Monday, October 27, 2008

Ushering in the new deflation

Modern day Ozzie and Harriets:

At Roundabout New and Resale Couture, a consignment shop on the Upper East Side, manager Kristjansen Villaneuva says a woman came into the store for the first time on Wednesday saying the resale sign in the window caught her eye. Mr. Villaneuva says the customer told him she’s watching because her husband works at Lehman Brothers and their finances were a bit shaky. He says she bought an Armani pinstripe suit for $499 when buying it at a boutique would have cost her $2,500.

(20 September 2008, Wall Street Journal, As Times Turn Tough, New York’s Wealthy Economize.)


Wendy Modlin, a mother of two in New York City, says she wouldn t shop for luxuries now even if she could afford them. I wouldn’t go into a store and buy the latest handbag. It would be a horrible statement like wearing a red dress to a funeral , she said.

(13 October 2008, Wall Street Journal, Retailers Brace for Lean Holidays. )


I feel guiltier shopping in this environment, said Charlotte Houghteling, 28 years old, a New York attorney who is spending less freely as a result of the credit-market woes.

(6 October 2008, Wall Street Journal, Big Discounts Fail to Lure Shoppers. )

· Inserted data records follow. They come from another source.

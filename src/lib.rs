//! # cms-transfer-source
//!
//! An instrumented source provider for a data-transfer pipeline, exposing the
//! data of a content-management system as independent record streams.
//!
//! ## Overview
//!
//! cms-transfer-source provides:
//! - **Lifecycle**: Acquire a backing instance on `bootstrap`, optionally destroy it on `close`
//! - **Record streams**: Entities, links, configuration and schemas as async streams
//! - **Stream composition**: Chain a producer through any number of stages with `Pipeline`
//! - **Instrumentation**: Per-stage item counts collected as records flow
//! - **Error handling**: Usage errors surface immediately, stream errors pass through unchanged
//!
//! ## Quick Start
//!
//! ```rust,ignore
//! use std::sync::Arc;
//!
//! use cms_transfer_source::{
//!     InMemoryInstance, InMemoryStreams, LocalSourceProvider, ProviderOptions, SourceProvider,
//! };
//! use futures::TryStreamExt;
//!
//! async fn run() -> Result<(), Box<dyn std::error::Error + Send + Sync>> {
//!     let instance = Arc::new(InMemoryInstance::new());
//!     let options = ProviderOptions::new(move || {
//!         let instance = Arc::clone(&instance);
//!         async move { Ok(instance) }
//!     });
//!
//!     let mut provider = LocalSourceProvider::new(options, InMemoryStreams::new());
//!     provider.bootstrap().await?;
//!
//!     let entities: Vec<_> = provider.stream_entities()?.try_collect().await?;
//!     println!("{} entities, results: {:?}", entities.len(), provider.results().snapshot());
//!
//!     provider.close().await?;
//!     Ok(())
//! }
//! ```
//!
//! ## Counting semantics
//!
//! - Entities, links and configuration are counted by a `StageCounter` stage as
//!   each record is pulled by the caller. Entities are counted before the entity
//!   transform, so counts reflect raw producer records.
//! - Schemas are enumerated eagerly; `get_schemas` overwrites the `schemas`
//!   count with the number of descriptors returned.
//! - A stage that has not produced anything has no entry at all in the results,
//!   which is different from an entry with zero items.
//!
//! ## Features
//!
//! - `yaml` - Load `ProviderSettings` from YAML
//! - `miette` - Pretty error reporting with miette
//! - `demo` - Build the `cms_source_demo` binary

pub mod config;
pub mod error;
pub mod instance;
pub mod pipeline;
pub mod provider;
pub mod record;
pub mod results;
pub mod stage;

// Re-exports for convenience
pub use config::{ProviderOptions, ProviderSettings};
pub use error::{BoxError, Operation, ProviderError, StreamError};
pub use instance::{
    BackingInstance, EntityTransform, InMemoryInstance, InMemoryStreams, InstanceFactory,
    SourceStreams,
};
pub use pipeline::{BoxStage, FnStage, MapStage, Pipeline, RecordStream, StageCounter, StreamStage};
pub use provider::{DEFAULT_PROVIDER_NAME, InstanceState, LocalSourceProvider, SourceProvider};
pub use record::{
    ConfigurationEntry, ConfigurationKind, Entity, Link, LinkEnd, ModelType, RawEntity, Schema,
};
pub use results::{StageResult, TransferResults};
pub use stage::{ProviderType, TransferStage};

/// Create a local source provider from its options and record producers.
pub fn create_local_source_provider<I, S>(
    options: ProviderOptions<I>,
    streams: S,
) -> LocalSourceProvider<I, S>
where
    I: BackingInstance + ?Sized,
    S: SourceStreams<I>,
{
    LocalSourceProvider::new(options, streams)
}

/// Create a local source provider from parsed settings, letting the caller
/// further adjust the options before the provider is built.
pub fn create_local_source_provider_with<I, S, F, C>(
    settings: ProviderSettings,
    factory: F,
    streams: S,
    customize: C,
) -> LocalSourceProvider<I, S>
where
    I: BackingInstance + ?Sized,
    S: SourceStreams<I>,
    F: InstanceFactory<I> + 'static,
    C: FnOnce(ProviderOptions<I>) -> ProviderOptions<I>,
{
    let options = customize(ProviderOptions::from_settings(settings, factory));
    LocalSourceProvider::new(options, streams)
}

#[cfg(feature = "miette")]
pub use error::ProviderDiagnostic;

I found once a pair of Chanel black leather shoes, said Shannon Gallagher, a marketing manager for Simon & Schuster, as she shopped for maternity clothes at a Salvation Army thrift store in Midtown. They were like $12.

(9 September 2008, New York Times, Thrift Shops Thriving, but Running Low on Stock)


People are just being so cautious, says Roberto Annucchiarico, a Milan-based dealer. Before, collectors had to take whatever art they could get from dealers and auction houses, but now those collectors are saying, Kneel down and ask nicely.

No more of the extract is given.